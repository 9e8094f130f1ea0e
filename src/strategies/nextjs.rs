//! Next.js through the open-next adapter.
//!
//! One framework build fans out into several function artifacts plus a
//! directory of static assets. Each function is packaged as a custom
//! artifact with its own digest, so unchanged functions are skipped even
//! when a sibling changed.

use super::custom_artifact;
use super::{absolute, StrategyContext};
use crate::bundler::copy_walked;
use crate::constants::EDGE_ENV_PLACEHOLDER;
use crate::error::{IoContext, PackagingError, Result};
use crate::hasher::{walk_dir, ExcludeRules};
use crate::process::CommandSpec;
use crate::progress::PackagingEvent;
use crate::result::BuildResult;
use crate::workload::{CustomArtifact, MetaFrameworkWeb, Workload};
use std::fs;
use std::path::{Path, PathBuf};

pub const OPEN_NEXT_DIR: &str = ".open-next";
pub const BUCKET_CONTENT_DIR: &str = "bucket-content";
pub const EDGE_WRAPPER_FILE: &str = "edge-index.mjs";

/// A function the framework output splits into, in result order.
#[derive(Debug, Clone, Copy, PartialEq, Eq)]
pub enum NestedFunction {
    Server,
    ImageOptimization,
    Revalidation,
    RevalidationInsert,
    ServerEdge,
}

impl NestedFunction {
    pub fn suffix(&self) -> &'static str {
        match self {
            Self::Server => "server-function",
            Self::ImageOptimization => "image-function",
            Self::Revalidation => "revalidation-function",
            Self::RevalidationInsert => "revalidation-insert-function",
            Self::ServerEdge => "server-edge-function",
        }
    }

    pub fn handler(&self) -> &'static str {
        match self {
            Self::ServerEdge => "edge-index.handler",
            _ => "index.handler",
        }
    }

    /// Functions produced for a given edge setting.
    pub fn all(use_edge: bool) -> Vec<Self> {
        let mut functions = vec![
            Self::Server,
            Self::ImageOptimization,
            Self::Revalidation,
            Self::RevalidationInsert,
        ];
        if use_edge {
            functions.push(Self::ServerEdge);
        }
        functions
    }
}

/// `npx --yes open-next@VERSION build`, run inside the app directory.
pub fn build_command(
    npx_binary: &str,
    version: &str,
    app_dir: &Path,
    spec: &MetaFrameworkWeb,
) -> CommandSpec {
    let mut command = CommandSpec::new("open-next", npx_binary)
        .args(["--yes".to_string(), format!("open-next@{}", version), "build".to_string()])
        .current_dir(app_dir);
    for (key, value) in &spec.environment {
        command = command.env(key, value);
    }
    command
}

/// Source of the edge wrapper. The placeholder is replaced with a JSON object at deploy time.
pub fn edge_wrapper_source() -> String {
    format!(
        r#"const injectedEnvironment = {placeholder};
Object.assign(process.env, injectedEnvironment);

const server = await import("./index.mjs");

export const handler = async (event, context) => server.handler(event, context);
"#,
        placeholder = EDGE_ENV_PLACEHOLDER
    )
}

pub async fn package(
    ctx: &StrategyContext<'_>,
    workload: &Workload,
    spec: &MetaFrameworkWeb,
) -> Result<Vec<BuildResult>> {
    let app_dir = absolute(&spec.app_directory)?;
    if !app_dir.is_dir() {
        return Err(PackagingError::SourceNotFound { path: app_dir });
    }

    let command = build_command(
        &ctx.config.npx_binary,
        &ctx.config.open_next_version,
        &app_dir,
        spec,
    );
    ctx.reporter.on_event(PackagingEvent::ToolStarted {
        workload: workload.name.clone(),
        command: command.to_string(),
    });
    ctx.runner.run(&command, &workload.name, ctx.reporter).await?;

    let open_next = app_dir.join(OPEN_NEXT_DIR);
    if !open_next.is_dir() {
        return Err(PackagingError::MissingBuildOutput { path: open_next });
    }

    let bucket_content = ctx.output_dir.join(BUCKET_CONTENT_DIR);
    move_dir(&open_next.join("assets"), &bucket_content)?;
    tracing::info!(
        workload = %workload.name,
        path = %bucket_content.display(),
        "Static assets moved to bucket content"
    );

    // The server bundle ships its own `.next` directory, so nothing is excluded here.
    let function_ctx = StrategyContext {
        config: ctx.config,
        runner: std::sync::Arc::clone(&ctx.runner),
        bundler: ctx.bundler,
        reporter: ctx.reporter,
        exclude: ExcludeRules::empty(),
        scratch_dir: ctx.scratch_dir,
        output_dir: ctx.output_dir.clone(),
    };

    let mut results = Vec::new();
    for function in NestedFunction::all(spec.use_edge_lambda) {
        let package_path = match function {
            NestedFunction::ServerEdge => {
                let server = server_function_dir(&open_next)?;
                write_edge_function(&server, &ctx.scratch_dir.join(function.suffix()))?
            }
            other => function_dir(&open_next, other)?,
        };
        let artifact = CustomArtifact {
            package_path,
            handler: Some(function.handler().to_string()),
        };
        let name = format!("{}-{}", workload.name, function.suffix());
        let result = custom_artifact::package(
            &function_ctx,
            &name,
            &artifact,
            &workload.existing_digests,
            workload.additional_digest_input.as_deref(),
        )
        .await?;
        results.push(result);
    }
    Ok(results)
}

fn server_function_dir(open_next: &Path) -> Result<PathBuf> {
    // Newer adapter versions nest the default server under `server-functions/`
    let nested = open_next.join("server-functions").join("default");
    if nested.is_dir() {
        return Ok(nested);
    }
    let legacy = open_next.join("server-function");
    if legacy.is_dir() {
        return Ok(legacy);
    }
    Err(PackagingError::MissingBuildOutput { path: nested })
}

fn function_dir(open_next: &Path, function: NestedFunction) -> Result<PathBuf> {
    let dir = match function {
        NestedFunction::Server | NestedFunction::ServerEdge => return server_function_dir(open_next),
        NestedFunction::ImageOptimization => open_next.join("image-optimization-function"),
        NestedFunction::Revalidation => open_next.join("revalidation-function"),
        NestedFunction::RevalidationInsert => open_next.join("dynamodb-provider"),
    };
    if dir.is_dir() {
        Ok(dir)
    } else {
        Err(PackagingError::MissingBuildOutput { path: dir })
    }
}

/// Copy the server function next to a wrapper entry point.
fn write_edge_function(server_dir: &Path, dest: &Path) -> Result<PathBuf> {
    let files = walk_dir(server_dir, &ExcludeRules::empty())?;
    copy_walked(&files, dest)?;
    let wrapper = dest.join(EDGE_WRAPPER_FILE);
    fs::write(&wrapper, edge_wrapper_source()).at(&wrapper)?;
    Ok(dest.to_path_buf())
}

/// Rename, falling back to copy + delete across filesystems.
fn move_dir(from: &Path, to: &Path) -> Result<()> {
    if !from.is_dir() {
        return Err(PackagingError::MissingBuildOutput {
            path: from.to_path_buf(),
        });
    }
    if to.exists() {
        fs::remove_dir_all(to).at(to)?;
    }
    if let Some(parent) = to.parent() {
        fs::create_dir_all(parent).at(parent)?;
    }
    if fs::rename(from, to).is_ok() {
        return Ok(());
    }
    let files = walk_dir(from, &ExcludeRules::empty())?;
    copy_walked(&files, to)?;
    fs::remove_dir_all(from).at(from)
}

REQUIREMENT: An exact transcription of all the records is required.

EXERCISE RESPONSE:
repository 9e8094f130f1ea0e
filename src/strategies/nextjs.rs
//! Next.js through the open-next adapter.
//!
//! One framework build fans out into several function artifacts plus a
//! directory of static assets. Each function is packaged as a custom
//! artifact with its own digest, so unchanged functions are skipped even
//! when a sibling changed.

use super::custom_artifact;
use super::{absolute, StrategyContext};
use crate::bundler::copy_walked;
use crate::constants::EDGE_ENV_PLACEHOLDER;
use crate::error::{IoContext, PackagingError, Result};
use crate::hasher::{walk_dir, ExcludeRules};
use crate::process::CommandSpec;
use crate::progress::PackagingEvent;
use crate::result::BuildResult;
use crate::workload::{CustomArtifact, MetaFrameworkWeb, Workload};
use std::fs;
use std::path::{Path, PathBuf};

pub const OPEN_NEXT_DIR: &str = ".open-next";
pub const BUCKET_CONTENT_DIR: &str = "bucket-content";
pub const EDGE_WRAPPER_FILE: &str = "edge-index.mjs";

/// A function the framework output splits into, in result order.
#[derive(Debug, Clone, Copy, PartialEq, Eq)]
pub enum NestedFunction {
    Server,
    ImageOptimization,
    Revalidation,
    RevalidationInsert,
    ServerEdge,
}

impl NestedFunction {
    pub fn suffix(&self) -> &'static str {
        match self {
            Self::Server => "server-function",
            Self::ImageOptimization => "image-function",
            Self::Revalidation => "revalidation-function",
            Self::RevalidationInsert => "revalidation-insert-function",
            Self::ServerEdge => "server-edge-function",
        }
    }

    pub fn handler(&self) -> &'static str {
        match self {
            Self::ServerEdge => "edge-index.handler",
            _ => "index.handler",
        }
    }

    /// Functions produced for a given edge setting.
    pub fn all(use_edge: bool) -> Vec<Self> {
        let mut functions = vec![
            Self::Server,
            Self::ImageOptimization,
            Self::Revalidation,
            Self::RevalidationInsert,
        ];
        if use_edge {
            functions.push(Self::ServerEdge);
        }
        functions
    }
}

/// `npx --yes open-next@VERSION build`, run inside the app directory.
pub fn build_command(
    npx_binary: &str,
    version: &str,
    app_dir: &Path,
    spec: &MetaFrameworkWeb,
) -> CommandSpec {
    let mut command = CommandSpec::new("open-next", npx_binary)
        .args(["--yes".to_string(), format!("open-next@{}", version), "build".to_string()])
        .current_dir(app_dir);
    for (key, value) in &spec.environment {
        command = command.env(key, value);
    }
    command
}

/// Source of the edge wrapper. The placeholder is replaced with a JSON object at deploy time.
pub fn edge_wrapper_source() -> String {
    format!(
        r#"const injectedEnvironment = {placeholder};
Object.assign(process.env, injectedEnvironment);

const server = await import("./index.mjs");

export const handler = async (event, context) => server.handler(event, context);
"#,
        placeholder = EDGE_ENV_PLACEHOLDER
    )
}

pub async fn package(
    ctx: &StrategyContext<'_>,
    workload: &Workload,
    spec: &MetaFrameworkWeb,
) -> Result<Vec<BuildResult>> {
    let app_dir = absolute(&spec.app_directory)?;
    if !app_dir.is_dir() {
        return Err(PackagingError::SourceNotFound { path: app_dir });
    }

    let command = build_command(
        &ctx.config.npx_binary,
        &ctx.config.open_next_version,
        &app_dir,
        spec,
    );
    ctx.reporter.on_event(PackagingEvent::ToolStarted {
        workload: workload.name.clone(),
        command: command.to_string(),
    });
    ctx.runner.run(&command, &workload.name, ctx.reporter).await?;

    let open_next = app_dir.join(OPEN_NEXT_DIR);
    if !open_next.is_dir() {
        return Err(PackagingError::MissingBuildOutput { path: open_next });
    }

    let bucket_content = ctx.output_dir.join(BUCKET_CONTENT_DIR);
    move_dir(&open_next.join("assets"), &bucket_content)?;
    tracing::info!(
        workload = %workload.name,
        path = %bucket_content.display(),
        "Static assets moved to bucket content"
    );

    // The server bundle ships its own `.next` directory, so nothing is excluded here.
    let function_ctx = StrategyContext {
        config: ctx.config,
        runner: std::sync::Arc::clone(&ctx.runner),
        bundler: ctx.bundler,
        reporter: ctx.reporter,
        exclude: ExcludeRules::empty(),
        scratch_dir: ctx.scratch_dir,
        output_dir: ctx.output_dir.clone(),
    };

    let mut results = Vec::new();
    for function in NestedFunction::all(spec.use_edge_lambda) {
        let package_path = match function {
            NestedFunction::ServerEdge => {
                let server = server_function_dir(&open_next)?;
                write_edge_function(&server, &ctx.scratch_dir.join(function.suffix()))?
            }
            other => function_dir(&open_next, other)?,
        };
        let artifact = CustomArtifact {
            package_path,
            handler: Some(function.handler().to_string()),
        };
        let name = format!("{}-{}", workload.name, function.suffix());
        let result = custom_artifact::package(
            &function_ctx,
            &name,
            &artifact,
            &workload.existing_digests,
            workload.additional_digest_input.as_deref(),
        )
        .await?;
        results.push(result);
    }
    Ok(results)
}

fn server_function_dir(open_next: &Path) -> Result<PathBuf> {
    // Newer adapter versions nest the default server under `server-functions/`
    let nested = open_next.join("server-functions").join("default");
    if nested.is_dir() {
        return Ok(nested);
    }
    let legacy = open_next.join("server-function");
    if legacy.is_dir() {
        return Ok(legacy);
    }
    Err(PackagingError::MissingBuildOutput { path: nested })
}

fn function_dir(open_next: &Path, function: NestedFunction) -> Result<PathBuf> {
    let dir = match function {
        NestedFunction::Server | NestedFunction::ServerEdge => return server_function_dir(open_next),
        NestedFunction::ImageOptimization => open_next.join("image-optimization-function"),
        NestedFunction::Revalidation => open_next.join("revalidation-function"),
        NestedFunction::RevalidationInsert => open_next.join("dynamodb-provider"),
    };
    if dir.is_dir() {
        Ok(dir)
    } else {
        Err(PackagingError::MissingBuildOutput { path: dir })
    }
}

/// Copy the server function next to a wrapper entry point.
fn write_edge_function(server_dir: &Path, dest: &Path) -> Result<PathBuf> {
    let files = walk_dir(server_dir, &ExcludeRules::empty())?;
    copy_walked(&files, dest)?;
    let wrapper = dest.join(EDGE_WRAPPER_FILE);
    fs::write(&wrapper, edge_wrapper_source()).at(&wrapper)?;
    Ok(dest.to_path_buf())
}

/// Rename, falling back to copy + delete across filesystems.
fn move_dir(from: &Path, to: &Path) -> Result<()> {
    if !from.is_dir() {
        return Err(PackagingError::MissingBuildOutput {
            path: from.to_path_buf(),
        });
    }
    if to.exists() {
        fs::remove_dir_all(to).at(to)?;
    }
    if let Some(parent) = to.parent() {
        fs::create_dir_all(parent).at(parent)?;
    }
    if fs::rename(from, to).is_ok() {
        return Ok(());
    }
    let files = walk_dir(from, &ExcludeRules::empty())?;
    copy_walked(&files, to)?;
    fs::remove_dir_all(from).at(from)
}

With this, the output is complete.